When the banks formulated loans for energy companies, they foresaw electricity prices based on $0.70 per kilowatt-hour, however in reality, market prices fell to as low as $0.45 per kilowatt-hour, she explained.
“This difference between our calculations and the real prices led energy companies to have difficulties in their repayments,” she said, adding that investments of around $85 billion were made for the power generation sector from which $25 billion came from the capital of these companies.
“However, the remaining $60 billion investment was carried out with financing from the banks. The companies have paid $20 billion of the total, while $40 billion is yet to be paid. A total amount of $13 billion, including the debts of electricity distribution companies, is required to be restructured. Banks restructured $4 billion in 2017 and 2018,” she explained.
For 2019, banks will restructure a further $7 to $8 billion more credit, which has already been agreed with some energy companies.
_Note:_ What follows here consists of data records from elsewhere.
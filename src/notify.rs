//! Notification rendering and delivery.
//!
//! Messages use Telegram's HTML parse mode. Bridge lines are embedded
//! verbatim inside `<code>` tags.
//!
//! Two [`Notifier`] implementations:
//! - **[`TelegramNotifier`]**: `sendMessage` on the Bot API, split into
//!   chunks of at most `max_message_chars` characters.
//! - **[`LogNotifier`]**: writes messages to the log; used when no bot
//!   token or chat id is configured.

use std::sync::Arc;

use anyhow::{bail, Context, Result};
use async_trait::async_trait;
use tracing::{info, warn};

use crate::config::TelegramConfig;
use crate::models::CategoryLines;
use crate::traits::Notifier;

pub const NEW_BRIDGES_TITLE: &str = "🚀 Latest Tor Bridges";
pub const DUPLICATE_BRIDGES_TITLE: &str = "Duplicate Bridges Found";
pub const FETCH_FAILED_MESSAGE: &str =
    "❌ <b>Failed to fetch any bridges.</b>\nPlease check logs or try again later.";

/// Renders a titled message with one section per non-empty category.
///
/// Returns `None` when there is nothing to send.
pub fn render_grouped(title: &str, groups: &CategoryLines) -> Option<String> {
    if groups.values().all(|lines| lines.is_empty()) {
        return None;
    }

    let mut message = format!("<b>{}:</b>\n\n", title);
    for (category, lines) in groups {
        if lines.is_empty() {
            continue;
        }
        message.push_str(&format!("<b>{}:</b>\n", category.label()));
        for line in lines {
            message.push_str(&format!("<code>{}</code>\n\n", line));
        }
    }
    Some(message)
}

/// Renders the flat listing of lines that failed classification.
pub fn render_malformed(lines: &[String]) -> String {
    let mut message = String::from("<b>Malformed Bridges Found:</b>\n\n");
    for line in lines {
        message.push_str(&format!("<code>{}</code>\n\n", line));
    }
    message
}

/// Splits `text` into pieces of at most `max_chars` characters, never
/// inside a UTF-8 sequence.
pub fn chunk_message(text: &str, max_chars: usize) -> Vec<&str> {
    let max_chars = max_chars.max(1);
    let mut chunks = Vec::new();
    let mut start = 0;
    let mut count = 0;

    for (idx, _) in text.char_indices() {
        if count == max_chars {
            chunks.push(&text[start..idx]);
            start = idx;
            count = 0;
        }
        count += 1;
    }
    if start < text.len() {
        chunks.push(&text[start..]);
    }
    chunks
}

/// Picks the Telegram notifier when credentials are configured, else logs.
pub fn create_notifier(config: &TelegramConfig) -> Result<Arc<dyn Notifier>> {
    if config.is_enabled() {
        Ok(Arc::new(TelegramNotifier::new(config)?))
    } else {
        warn!("Telegram bot token or chat id not set; notifications go to the log");
        Ok(Arc::new(LogNotifier))
    }
}

// ============ Telegram ============

pub struct TelegramNotifier {
    client: reqwest::Client,
    endpoint: String,
    chat_id: String,
    max_chars: usize,
}

impl TelegramNotifier {
    pub fn new(config: &TelegramConfig) -> Result<Self> {
        let token = config
            .bot_token
            .as_deref()
            .filter(|t| !t.is_empty())
            .ok_or_else(|| anyhow::anyhow!("telegram.bot_token required"))?;
        let chat_id = config
            .chat_id
            .clone()
            .filter(|c| !c.is_empty())
            .ok_or_else(|| anyhow::anyhow!("telegram.chat_id required"))?;

        Ok(Self {
            client: reqwest::Client::new(),
            endpoint: format!(
                "{}/bot{}/sendMessage",
                config.api_base.trim_end_matches('/'),
                token
            ),
            chat_id,
            max_chars: config.max_message_chars,
        })
    }
}

#[async_trait]
impl Notifier for TelegramNotifier {
    async fn send_message(&self, text: &str) -> Result<()> {
        for part in chunk_message(text, self.max_chars) {
            let body = serde_json::json!({
                "chat_id": self.chat_id,
                "text": part,
                "parse_mode": "HTML",
            });

            let resp = self
                .client
                .post(&self.endpoint)
                .json(&body)
                .send()
                .await
                .context("Telegram sendMessage request failed")?;

            let status = resp.status();
            if !status.is_success() {
                let detail = resp.text().await.unwrap_or_default();
                bail!("Telegram sendMessage returned HTTP {}: {}", status, detail);
            }
        }
        Ok(())
    }
}

// ============ Log ============

/// Writes every message to the log at `info` level.
pub struct LogNotifier;

#[async_trait]
impl Notifier for LogNotifier {
    async fn send_message(&self, text: &str) -> Result<()> {
        info!(target: "notification", "{}", text);
        Ok(())
    }
}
This, she explained, will enable all the companies to make repayments after the restructure is completed through 2020-2021.
Restructured finance includes local coal, natural gas and some hydroelectricity power plants, which are very important for the sustainability of the Turkish electricity generation sector, she said.
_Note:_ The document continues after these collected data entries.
//! # Bridge Harvester
//!
//! Scrapes public bridge distribution pages for `obfs4` and `webtunnel`
//! bridge lines, deduplicates them against everything seen before,
//! persists the new ones and announces new, duplicate and malformed lines.
//!
//! ## Architecture
//!
//! ```text
//! ┌─────────────┐   ┌──────────────────────────────┐   ┌─────────────┐
//! │ Source pages│──▶│ extract → classify → dedupe  │──▶│ JSON/SQLite │
//! │ (4 URLs)    │   │          (pipeline)          │   │   store     │
//! └─────────────┘   └──────────────┬───────────────┘   └─────────────┘
//!                                  ▼
//!                     ┌──────────────────────────┐
//!                     │ Telegram / log notifier  │
//!                     └──────────────────────────┘
//!        triggered by: CLI `run` · scheduler · `POST /run`
//! ```
//!
//! ## Quick Start
//!
//! ```bash
//! bridges init                  # prepare storage
//! bridges run                   # one run, JSON report on stdout
//! bridges serve                 # scheduler + HTTP trigger
//! bridges check saved_page.html # offline extraction check
//! ```
//!
//! ## Modules
//!
//! | Module | Purpose |
//! |--------|---------|
//! | [`config`] | TOML configuration and environment overrides |
//! | [`models`] | Categories, bridge records, run report |
//! | [`extract`] | Bridge line extraction from page text |
//! | [`classify`] | Line parsing and categorisation |
//! | [`dedupe`] | Per-category deduplication |
//! | [`pipeline`] | One full harvest run |
//! | [`runner`] | Single-flight run coordination |
//! | [`scheduler`] | Interval scheduling |
//! | [`server`] | HTTP trigger and status |
//! | [`store`] | Storage trait and backends |
//! | [`fetch`] | HTTP page fetcher |
//! | [`notify`] | Message rendering and notifiers |
//! | [`traits`] | Fetcher and notifier traits |

pub mod classify;
pub mod config;
pub mod db;
pub mod dedupe;
pub mod extract;
pub mod fetch;
pub mod inspect;
pub mod migrate;
pub mod models;
pub mod notify;
pub mod pipeline;
pub mod runner;
pub mod scheduler;
pub mod server;
pub mod sources;
pub mod store;
pub mod traits;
Banks could help support gas plants
Edin stated that some natural gas power plants should be excluded at this point because they work at very low capacities so they cannot sell enough electricity to market to be able to meet their repayments.
In order for these companies to weather the storm of financial difficulties, she proposed a new business model in which these plants, which are crucial in meeting the country’s peak demand, could obtain newly-created funds from some banks until a certain level of profitability and sustainability is reached.
She emphasized that with the country’s increased electricity consumption, which increased year on year by 0.8 percent in 2018, Turkey would need all these power plants in the coming five to seven years.
“Turkey does not have a problem in terms of supply security but as there is currently no big investment, we could face a threat in 2022-2023. As there will be a need for new capacities, we should sustain our existing plants to meet any potential demand,” Edin suggested.
She detailed that Garanti Bank has been financing only renewable energy projects over the last years and will continue to do so provided the project has a guarantee of purchase or support from any scheme like the Renewable Energy Sources Support Scheme (YEKDEM).
Edin concluded that YEKDEM should continue after 2020 even if it supports the projects at lower monetary levels.
The YEKDEM project, which started in 2011, has supported solar energy plants at $0.133 per kilowatt-hour, and wind and hydroelectricity plants at $0.73 per kilowatt-hour.
Turkey plans to end this renewable incentive scheme by 2020, however, it is unclear if the Turkish government will continue to support renewable projects with an alternative scheme.
Garanti Bank’s funding for the power generation sector stands at $9 billion, from which 60 percent includes 145 renewable energy projects amounting to over 7,000 megawatts in capacity.